Internet giant Google is being sued for copyright infringement, paving the way for Yahoo! and the Internet Archive to develop a book digitalization organization, the Open Content Alliance.

Google’s two digital scanning projects, the Print Publisher Program and the Library Project, both download excerpts or full texts from previously published books onto the Google search engine, causing the literary union Authors Guild to sue Google. As a result of the lawsuit, the company is delaying further scanning until November 2005.

Nick Taylor, the president of the Authors Guild, said in a statement to the New York Times, “By digitizing mountains of copyrighted books without permission, Google is exercising a renegade notion of eminent domain: Google decides what’s good for us and seizes private property to get it done.”

The basics of copyright are referenced in Article 1, Section 8 of the U.S. Constitution, which says the U.S. must “promote the Progress of Science and useful Arts, by securing for limited Times to Authors and Inventors the exclusive Right to their respective Writings and Discoveries.”

Google’s Vice President of Product Management Susan Wojcicki said that Google does not intend to steal money from authors but is trying to increase book sales for the authors.

“Just as Google helps you find sites you might not have found any other way by indexing the full text of Web pages, Google Print, like an electronic card catalog, indexes book content to help users find, and perhaps buy, books,” Wojcicki wrote in her Google blog.

Wojcicki also said that Google’s practices are well within copyright laws, citing the literary criticism clause of the Fair Use Doctrine.

The Fair Use Doctrine states that “the fair use of a copyrighted work … for purposes such as criticism, comment, news reporting, teaching (including multiple copies for classroom use), scholarship, or research, is not an infringement of copyright.”

Like Google, the Open Content Alliance – made up of several technical companies and universities including the Internet Archive, Yahoo! – will also digitalize books in PDF format. They, however, will sidestep copyright laws by only scanning texts if they are public domain or if the copyright owner gave the OAC permission to use his/her work.

The University of California will donate their public domain books, which Daniel Greenstein, associate vice provost and University Librarian of the California Digital Library, told CNER News is 15 percent of their 33 million volumes.

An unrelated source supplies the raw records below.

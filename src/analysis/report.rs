//! Human-readable analysis report
//!
//! Formatting is fixed (R² and coefficients to 4 places, MSE to 2,
//! correlations to 3) so the same inputs always print the same text.

use super::correlation::CorrelationMatrix;
use super::metrics::{DegenerateStatistic, RegressionMetrics};
use crate::schema::Observation;
use serde::{Deserialize, Serialize};
use std::fmt;

/// Rows shown in the recent-years table
pub const RECENT_ROWS: usize = 5;

/// A fitted coefficient and the feature it multiplies
#[derive(Debug, Clone, PartialEq, Serialize, Deserialize)]
pub struct NamedCoefficient {
    pub feature: String,
    pub value: f64,
}

/// Everything the analyzer reports besides the final table
#[derive(Debug, Clone, PartialEq, Serialize, Deserialize)]
pub struct AnalysisReport {
    pub target: String,
    pub features: Vec<String>,
    pub n_rows: usize,
    pub n_train: usize,
    pub n_test: usize,
    /// `None` when there were no rows to fit
    pub intercept: Option<f64>,
    pub coefficients: Vec<NamedCoefficient>,
    pub metrics: RegressionMetrics,
    pub recent: Vec<Observation>,
    pub correlation: CorrelationMatrix,
    pub warnings: Vec<DegenerateStatistic>,
}

impl AnalysisReport {
    /// Coefficient for `feature`, if it was part of the model
    pub fn coefficient(&self, feature: &str) -> Option<f64> {
        self.coefficients
            .iter()
            .find(|c| c.feature == feature)
            .map(|c| c.value)
    }

    /// Whether a statistic was reported as undefined
    pub fn is_degenerate(&self, statistic: &str) -> bool {
        self.warnings.iter().any(|w| w.statistic == statistic)
    }
}

fn format_optional(value: Option<f64>, decimals: usize) -> String {
    match value {
        Some(v) => format!("{:.*}", decimals, v),
        None => "undefined".to_string(),
    }
}

/// Write a pipe table; the first column is left-aligned, the rest right-aligned
fn write_table(f: &mut fmt::Formatter<'_>, headers: &[String], rows: &[Vec<String>]) -> fmt::Result {
    let widths: Vec<usize> = (0..headers.len())
        .map(|c| {
            rows.iter()
                .map(|row| row[c].chars().count())
                .chain(std::iter::once(headers[c].chars().count()))
                .max()
                .unwrap_or(0)
        })
        .collect();

    let write_row = |f: &mut fmt::Formatter<'_>, cells: &[String]| -> fmt::Result {
        write!(f, "|")?;
        for (c, cell) in cells.iter().enumerate() {
            if c == 0 {
                write!(f, " {:<w$} |", cell, w = widths[c])?;
            } else {
                write!(f, " {:>w$} |", cell, w = widths[c])?;
            }
        }
        writeln!(f)
    };

    write_row(f, headers)?;
    write!(f, "|")?;
    for (c, w) in widths.iter().enumerate() {
        if c == 0 {
            write!(f, ":{}|", "-".repeat(w + 1))?;
        } else {
            write!(f, "{}:|", "-".repeat(w + 1))?;
        }
    }
    writeln!(f)?;
    for row in rows {
        write_row(f, row)?;
    }
    Ok(())
}

impl fmt::Display for AnalysisReport {
    fn fmt(&self, f: &mut fmt::Formatter<'_>) -> fmt::Result {
        writeln!(f, "Linear regression: {} ~ {}", self.target, self.features.join(" + "))?;
        writeln!(
            f,
            "  rows {} (train {}, test {})",
            self.n_rows, self.n_train, self.n_test
        )?;
        writeln!(f, "  R² (test)   {}", format_optional(self.metrics.r2, 4))?;
        writeln!(f, "  MSE (test)  {}", format_optional(self.metrics.mse, 2))?;
        writeln!(f)?;
        writeln!(f, "Coefficients:")?;
        writeln!(f, "  {:<22} {}", "intercept", format_optional(self.intercept, 4))?;
        for c in &self.coefficients {
            writeln!(f, "  {:<22} {:.4}", c.feature, c.value)?;
        }

        writeln!(f)?;
        writeln!(f, "Recent years:")?;
        let headers: Vec<String> = ["year", "rd_investment", "equipment_investment", "industry_profit"]
            .iter()
            .map(|s| s.to_string())
            .collect();
        let rows: Vec<Vec<String>> = self
            .recent
            .iter()
            .map(|o| {
                vec![
                    o.year.to_string(),
                    format!("{:.4}", o.rd_investment),
                    format!("{:.4}", o.equipment_investment),
                    format!("{:.4}", o.industry_profit),
                ]
            })
            .collect();
        write_table(f, &headers, &rows)?;

        writeln!(f)?;
        writeln!(f, "Correlation matrix:")?;
        let mut headers = vec![String::new()];
        headers.extend(self.correlation.labels.iter().cloned());
        let rows: Vec<Vec<String>> = self
            .correlation
            .labels
            .iter()
            .zip(self.correlation.values.iter())
            .map(|(label, values)| {
                std::iter::once(label.clone())
                    .chain(values.iter().map(|v| format_optional(*v, 3)))
                    .collect()
            })
            .collect();
        write_table(f, &headers, &rows)?;

        if !self.warnings.is_empty() {
            writeln!(f)?;
            writeln!(f, "Warnings:")?;
            for w in &self.warnings {
                writeln!(f, "  - {}", w)?;
            }
        }
        Ok(())
    }
}
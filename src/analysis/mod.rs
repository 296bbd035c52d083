//! Regression analyzer
//!
//! Fits `industry_profit ≈ β0 + β1·innovation_focus + β2·equipment_investment`
//! on a seeded training subset, scores it on the held-out rows, and attaches
//! full-dataset predictions and residuals to every observation.

pub mod correlation;
pub mod metrics;
pub mod regression;
pub mod report;
pub mod split;

pub use correlation::{pearson_correlation, CorrelationMatrix};
pub use metrics::{mean_squared_error, r2_score, DegenerateStatistic, RegressionMetrics};
pub use regression::LinearRegression;
pub use report::{AnalysisReport, NamedCoefficient};
pub use split::{train_test_split, TrainTestSplit};

use crate::config::StageConfig;
use crate::error::Result;
use crate::random::{RandomSource, SeededRandom};
use crate::schema::columns::{EQUIPMENT_INVESTMENT, INDUSTRY_PROFIT, INNOVATION_FOCUS, RD_INVESTMENT};
use crate::schema::{self, AnalyzedObservation, Observation, PLACEHOLDER_CLUSTER};
use crate::utils::{DataLoader, DataSaver};
use ndarray::{Array1, Array2, Axis};
use serde::Serialize;
use std::path::PathBuf;
use tracing::{debug, info, warn};

/// Remediation printed when the enriched table is missing
pub const PROCESSED_INPUT_HINT: &str = "Run `build` first to create the enriched dataset.";

/// Regression target
pub const TARGET: &str = INDUSTRY_PROFIT;

/// Regression features, in coefficient order
pub const FEATURES: [&str; 2] = [INNOVATION_FOCUS, EQUIPMENT_INVESTMENT];

/// Columns of the correlation matrix, in order
pub const CORRELATION_COLUMNS: [&str; 4] =
    [RD_INVESTMENT, EQUIPMENT_INVESTMENT, INDUSTRY_PROFIT, INNOVATION_FOCUS];

/// In-memory result of [`RegressionAnalyzer::analyze`]
#[derive(Debug, Clone)]
pub struct Analysis {
    pub rows: Vec<AnalyzedObservation>,
    pub report: AnalysisReport,
    pub model: LinearRegression,
    pub split: TrainTestSplit,
}

/// What a completed analyzer stage did
#[derive(Debug, Clone, Serialize)]
pub struct AnalysisSummary {
    pub report: AnalysisReport,
    pub output_rows: usize,
    pub columns: Vec<String>,
    pub output_path: PathBuf,
}

fn feature_matrix(observations: &[Observation]) -> Array2<f64> {
    Array2::from_shape_fn((observations.len(), FEATURES.len()), |(r, c)| match c {
        0 => observations[r].innovation_focus,
        _ => observations[r].equipment_investment,
    })
}

fn target_vector(observations: &[Observation]) -> Array1<f64> {
    observations.iter().map(|o| o.industry_profit).collect()
}

fn correlation_data(observations: &[Observation]) -> Array2<f64> {
    Array2::from_shape_fn((observations.len(), CORRELATION_COLUMNS.len()), |(r, c)| {
        let o = &observations[r];
        match c {
            0 => o.rd_investment,
            1 => o.equipment_investment,
            2 => o.industry_profit,
            _ => o.innovation_focus,
        }
    })
}

/// Train/test regression over enriched observations
#[derive(Debug, Clone)]
pub struct RegressionAnalyzer {
    test_fraction: f64,
}

impl Default for RegressionAnalyzer {
    fn default() -> Self {
        Self::new(crate::config::DEFAULT_TEST_FRACTION)
    }
}

impl RegressionAnalyzer {
    pub fn new(test_fraction: f64) -> Self {
        Self { test_fraction }
    }

    /// Split, fit, score and attach predictions to every row
    ///
    /// Output rows keep the input order; none are dropped.
    pub fn analyze<R: RandomSource + ?Sized>(
        &self,
        observations: &[Observation],
        rng: &mut R,
    ) -> Result<Analysis> {
        let n_rows = observations.len();
        let split = train_test_split(n_rows, self.test_fraction, rng)?;
        debug!(
            train = split.n_train(),
            test = split.n_test(),
            test_indices = ?split.test_indices,
            "Split dataset"
        );

        let x = feature_matrix(observations);
        let y = target_vector(observations);
        let x_train = x.select(Axis(0), &split.train_indices);
        let y_train = y.select(Axis(0), &split.train_indices);
        let x_test = x.select(Axis(0), &split.test_indices);
        let y_test = y.select(Axis(0), &split.test_indices);

        let mut warnings = Vec::new();
        let mut model = LinearRegression::new();
        if split.n_train() == 0 {
            warnings.push(DegenerateStatistic::new("coefficients", "no rows to fit"));
        } else {
            if split.n_train() <= FEATURES.len() {
                warnings.push(DegenerateStatistic::new(
                    "coefficients",
                    format!(
                        "{} training rows for {} parameters, the fit is not unique",
                        split.n_train(),
                        FEATURES.len() + 1
                    ),
                ));
            }
            model.fit(&x_train, &y_train)?;
        }

        let predict = |rows: &Array2<f64>| -> Result<Array1<f64>> {
            if model.is_fitted() {
                model.predict(rows)
            } else {
                Ok(Array1::zeros(rows.nrows()))
            }
        };

        let y_pred_test = predict(&x_test)?;
        let (metrics, metric_warnings) =
            RegressionMetrics::compute(&y_test.to_vec(), &y_pred_test.to_vec());
        warnings.extend(metric_warnings);

        let predictions = predict(&x)?;
        let rows: Vec<AnalyzedObservation> = observations
            .iter()
            .zip(predictions.iter())
            .map(|(o, &predicted)| AnalyzedObservation {
                year: o.year,
                rd_investment: o.rd_investment,
                equipment_investment: o.equipment_investment,
                industry_profit: o.industry_profit,
                innovation_focus: o.innovation_focus,
                predicted_profit: predicted,
                regression_residual: o.industry_profit - predicted,
                cluster: PLACEHOLDER_CLUSTER,
            })
            .collect();

        let correlation = CorrelationMatrix::compute(&CORRELATION_COLUMNS, &correlation_data(observations));
        for column in correlation.undefined_columns() {
            warnings.push(DegenerateStatistic::new(
                format!("correlation({})", column),
                "column is constant or has fewer than 2 rows",
            ));
        }

        for w in &warnings {
            warn!(statistic = %w.statistic, reason = %w.reason, "Degenerate statistic");
        }

        let coefficients = model
            .coefficients
            .as_ref()
            .map(|c| {
                c.iter()
                    .zip(FEATURES.iter())
                    .map(|(&value, feature)| NamedCoefficient {
                        feature: feature.to_string(),
                        value,
                    })
                    .collect()
            })
            .unwrap_or_default();

        let report = AnalysisReport {
            target: TARGET.to_string(),
            features: FEATURES.iter().map(|f| f.to_string()).collect(),
            n_rows,
            n_train: split.n_train(),
            n_test: split.n_test(),
            intercept: model.intercept,
            coefficients,
            metrics,
            recent: observations[n_rows.saturating_sub(report::RECENT_ROWS)..].to_vec(),
            correlation,
            warnings,
        };

        Ok(Analysis {
            rows,
            report,
            model,
            split,
        })
    }
}

/// Analyzer stage: load the enriched table, fit and score, write the final table
///
/// Fails with `MissingInput` when the enriched table does not exist; nothing
/// is written in that case.
pub fn analyze_dataset(config: &StageConfig) -> Result<AnalysisSummary> {
    config.validate()?;
    info!(input = %config.input_path.display(), "Analyzing dataset");

    let df = DataLoader::new().load_stage_input(&config.input_path, PROCESSED_INPUT_HINT)?;
    let observations = schema::observations_from_frame(&df)?;

    let mut rng = SeededRandom::new(config.random_seed);
    let analysis = RegressionAnalyzer::new(config.test_fraction).analyze(&observations, &mut rng)?;

    let mut out = schema::analyzed_to_frame(&analysis.rows, config.persist_predictions)?;
    let columns = schema::column_names(&out);
    DataSaver::save_csv(&mut out, &config.output_path)?;

    info!(
        rows = analysis.rows.len(),
        r2 = ?analysis.report.metrics.r2,
        mse = ?analysis.report.metrics.mse,
        output = %config.output_path.display(),
        "Analysis written"
    );

    Ok(AnalysisSummary {
        output_rows: analysis.rows.len(),
        report: analysis.report,
        columns,
        output_path: config.output_path.clone(),
    })
}

#[cfg(test)]
mod tests {
    use super::*;
    use crate::random::ScriptedRandom;

    fn observations(n: usize) -> Vec<Observation> {
        (0..n)
            .map(|i| {
                let rd = 3.0 + 0.3 * i as f64;
                let equipment = 5.0 + 0.2 * i as f64 + if i % 2 == 0 { 0.1 } else { -0.1 };
                Observation {
                    year: 2015 + i as i64,
                    rd_investment: rd,
                    equipment_investment: equipment,
                    industry_profit: 1.5 * rd + 0.5 * equipment + 1.0 + 0.05 * (i % 3) as f64,
                    innovation_focus: rd / (rd + equipment),
                }
            })
            .collect()
    }

    #[test]
    fn test_residual_identity_and_row_count() {
        let data = observations(12);
        let analysis = RegressionAnalyzer::default()
            .analyze(&data, &mut SeededRandom::new(42))
            .unwrap();

        assert_eq!(analysis.rows.len(), 12);
        for row in &analysis.rows {
            assert!((row.industry_profit - row.predicted_profit - row.regression_residual).abs() < 1e-9);
            assert_eq!(row.cluster, 1);
        }
        assert_eq!(analysis.report.n_test, 4);
        assert_eq!(analysis.report.recent.len(), 5);
        assert_eq!(analysis.report.recent[4].year, 2026);
        assert!(analysis.report.metrics.r2.is_some());
    }

    #[test]
    fn test_three_rows_reports_undefined_r2() {
        let data = observations(3);
        let analysis = RegressionAnalyzer::default()
            .analyze(&data, &mut SeededRandom::new(42))
            .unwrap();

        assert_eq!(analysis.report.n_test, 1);
        assert_eq!(analysis.report.metrics.r2, None);
        assert!(analysis.report.is_degenerate("R²"));
        assert!(analysis.report.is_degenerate("coefficients"));
        assert_eq!(analysis.rows.len(), 3);
    }

    #[test]
    fn test_single_row_trains_without_test_set() {
        let analysis = RegressionAnalyzer::default()
            .analyze(&observations(1), &mut SeededRandom::new(42))
            .unwrap();

        assert_eq!(analysis.rows.len(), 1);
        assert_eq!(analysis.report.n_test, 0);
        assert_eq!(analysis.report.metrics.mse, None);
        assert!(analysis.report.is_degenerate("R²"));
        assert!(analysis.report.is_degenerate("MSE"));
        assert!(analysis.rows[0].regression_residual.abs() < 1e-9);
    }

    #[test]
    fn test_empty_input_reports_without_fit() {
        let analysis = RegressionAnalyzer::default()
            .analyze(&[], &mut SeededRandom::new(42))
            .unwrap();

        assert!(analysis.rows.is_empty());
        assert!(!analysis.model.is_fitted());
        assert_eq!(analysis.report.intercept, None);
        assert!(analysis.report.coefficients.is_empty());
        assert!(analysis.report.is_degenerate("coefficients"));
        assert!(analysis.report.to_string().contains("R² (test)   undefined"));
    }

    #[test]
    fn test_scripted_split_uses_given_rows() {
        let data = observations(6);
        let mut rng = ScriptedRandom::default().with_order(vec![5, 4, 0, 1, 2, 3]);
        let analysis = RegressionAnalyzer::default().analyze(&data, &mut rng).unwrap();

        assert_eq!(analysis.split.test_indices, vec![5, 4]);
        assert_eq!(analysis.split.train_indices, vec![0, 1, 2, 3]);
    }

    #[test]
    fn test_coefficient_names_follow_features() {
        let analysis = RegressionAnalyzer::default()
            .analyze(&observations(12), &mut SeededRandom::new(42))
            .unwrap();
        let names: Vec<&str> = analysis
            .report
            .coefficients
            .iter()
            .map(|c| c.feature.as_str())
            .collect();
        assert_eq!(names, FEATURES.to_vec());
    }
}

Jennifer Colvin, a worker at the California Digital Library, the UCA online library, said, “We digitalize out-of-copyright American fiction from the 1800s to 1920s – books by Mark Twain [and] Jack London.”

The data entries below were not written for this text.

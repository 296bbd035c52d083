use criterion::{black_box, criterion_group, criterion_main, BenchmarkId, Criterion};
use innovation_focus::analysis::{LinearRegression, RegressionAnalyzer};
use innovation_focus::builder::DatasetBuilder;
use innovation_focus::random::SeededRandom;
use innovation_focus::schema::RawObservation;
use ndarray::{Array1, Array2};
use rand::prelude::*;
use rand_chacha::ChaCha8Rng;

fn create_raw_rows(n_rows: usize) -> Vec<RawObservation> {
    let mut rng = ChaCha8Rng::seed_from_u64(7);
    (0..n_rows)
        .map(|i| RawObservation {
            year: Some(1900 + i as i64),
            rd_investment: Some(rng.gen_range(1.0..6.0)),
            equipment_investment: Some(rng.gen_range(3.0..9.0)),
        })
        .collect()
}

fn bench_regression(c: &mut Criterion) {
    let mut group = c.benchmark_group("regression");

    for n_rows in [12, 1000, 10000].iter() {
        let mut rng = ChaCha8Rng::seed_from_u64(42);
        let x = Array2::from_shape_fn((*n_rows, 2), |_| rng.gen::<f64>());
        let y: Array1<f64> = x.rows().into_iter().map(|r| 2.0 * r[0] + 0.5 * r[1] + rng.gen::<f64>() * 0.1).collect();

        group.bench_with_input(BenchmarkId::new("fit", n_rows), &(x, y), |b, (x, y)| {
            b.iter(|| {
                let mut model = LinearRegression::new();
                model.fit(black_box(x), black_box(y)).unwrap();
                model
            })
        });
    }

    group.finish();
}

fn bench_stages(c: &mut Criterion) {
    let mut group = c.benchmark_group("stages");

    for n_rows in [12, 1000].iter() {
        let raw = create_raw_rows(*n_rows);

        group.bench_with_input(BenchmarkId::new("build_and_analyze", n_rows), &raw, |b, raw| {
            b.iter(|| {
                let built = DatasetBuilder::new().build(black_box(raw), &mut SeededRandom::new(42));
                RegressionAnalyzer::default()
                    .analyze(&built.observations, &mut SeededRandom::new(42))
                    .unwrap()
            })
        });
    }

    group.finish();
}

criterion_group!(benches, bench_regression, bench_stages);
criterion_main!(benches);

Though UC has just begun to scan books, Colvin said she believes the digital material will be available “by the first of the year.”

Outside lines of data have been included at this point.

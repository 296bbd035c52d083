//! Fit-quality metrics
//!
//! A statistic that cannot be computed meaningfully is returned as `None`
//! together with a [`DegenerateStatistic`] explaining why.

use serde::{Deserialize, Serialize};
use std::fmt;

/// A statistic omitted from the report because the data cannot support it
#[derive(Debug, Clone, PartialEq, Eq, Serialize, Deserialize)]
pub struct DegenerateStatistic {
    pub statistic: String,
    pub reason: String,
}

impl DegenerateStatistic {
    pub fn new(statistic: impl Into<String>, reason: impl Into<String>) -> Self {
        Self {
            statistic: statistic.into(),
            reason: reason.into(),
        }
    }
}

impl fmt::Display for DegenerateStatistic {
    fn fmt(&self, f: &mut fmt::Formatter<'_>) -> fmt::Result {
        write!(f, "{} undefined: {}", self.statistic, self.reason)
    }
}

/// Test-set metrics for a regression
#[derive(Debug, Clone, Default, PartialEq, Serialize, Deserialize)]
pub struct RegressionMetrics {
    /// Coefficient of determination
    pub r2: Option<f64>,
    /// Mean squared error
    pub mse: Option<f64>,
    /// Number of rows evaluated
    pub n_samples: usize,
}

/// Mean squared error; `None` for empty input
pub fn mean_squared_error(y_true: &[f64], y_pred: &[f64]) -> Option<f64> {
    if y_true.is_empty() || y_true.len() != y_pred.len() {
        return None;
    }
    let sum: f64 = y_true
        .iter()
        .zip(y_pred.iter())
        .map(|(t, p)| (t - p) * (t - p))
        .sum();
    Some(sum / y_true.len() as f64)
}

/// R² score
///
/// `Err` carries the reason when fewer than two samples are given or the
/// targets have no variance.
pub fn r2_score(y_true: &[f64], y_pred: &[f64]) -> Result<f64, String> {
    if y_true.len() != y_pred.len() {
        return Err(format!(
            "{} targets but {} predictions",
            y_true.len(),
            y_pred.len()
        ));
    }
    if y_true.len() < 2 {
        return Err(format!(
            "needs at least 2 test samples, got {}",
            y_true.len()
        ));
    }

    let mean = y_true.iter().sum::<f64>() / y_true.len() as f64;
    let ss_tot: f64 = y_true.iter().map(|t| (t - mean) * (t - mean)).sum();
    if ss_tot == 0.0 {
        return Err("test targets have zero variance".to_string());
    }
    let ss_res: f64 = y_true
        .iter()
        .zip(y_pred.iter())
        .map(|(t, p)| (t - p) * (t - p))
        .sum();

    Ok(1.0 - ss_res / ss_tot)
}

impl RegressionMetrics {
    /// Compute R² and MSE, collecting a warning for each undefined statistic
    pub fn compute(y_true: &[f64], y_pred: &[f64]) -> (Self, Vec<DegenerateStatistic>) {
        let mut warnings = Vec::new();

        let r2 = match r2_score(y_true, y_pred) {
            Ok(r2) => Some(r2),
            Err(reason) => {
                warnings.push(DegenerateStatistic::new("R²", reason));
                None
            }
        };

        let mse = mean_squared_error(y_true, y_pred);
        if mse.is_none() {
            warnings.push(DegenerateStatistic::new("MSE", "no test samples"));
        }

        let metrics = Self {
            r2,
            mse,
            n_samples: y_true.len(),
        };
        (metrics, warnings)
    }
}

#[cfg(test)]
mod tests {
    use super::*;

    #[test]
    fn test_mse() {
        assert_eq!(mean_squared_error(&[1.0, 2.0], &[1.0, 4.0]), Some(2.0));
        assert_eq!(mean_squared_error(&[], &[]), None);
    }

    #[test]
    fn test_r2_perfect_and_mean() {
        let y = [1.0, 2.0, 3.0];
        assert_eq!(r2_score(&y, &y), Ok(1.0));
        assert_eq!(r2_score(&y, &[2.0, 2.0, 2.0]), Ok(0.0));
    }

    #[test]
    fn test_r2_single_sample_is_degenerate() {
        let (metrics, warnings) = RegressionMetrics::compute(&[5.0], &[4.0]);
        assert_eq!(metrics.r2, None);
        assert_eq!(metrics.mse, Some(1.0));
        assert_eq!(warnings.len(), 1);
        assert_eq!(warnings[0].statistic, "R²");
        assert!(warnings[0].to_string().starts_with("R² undefined"));
    }

    #[test]
    fn test_constant_targets_are_degenerate() {
        assert!(r2_score(&[2.0, 2.0], &[1.0, 3.0]).is_err());
    }
}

Michael Beller, a reference librarian at Mills College, is excited about the new digital library. “We have this incredible technology that can deliver content … at a moment’s notice; it astounds me that it’s been so difficult to make it [books available online for the public] happen.”

The downloaded works will soon be available at www.opencontentalliance.com, and later the works will be accessible from most search engines.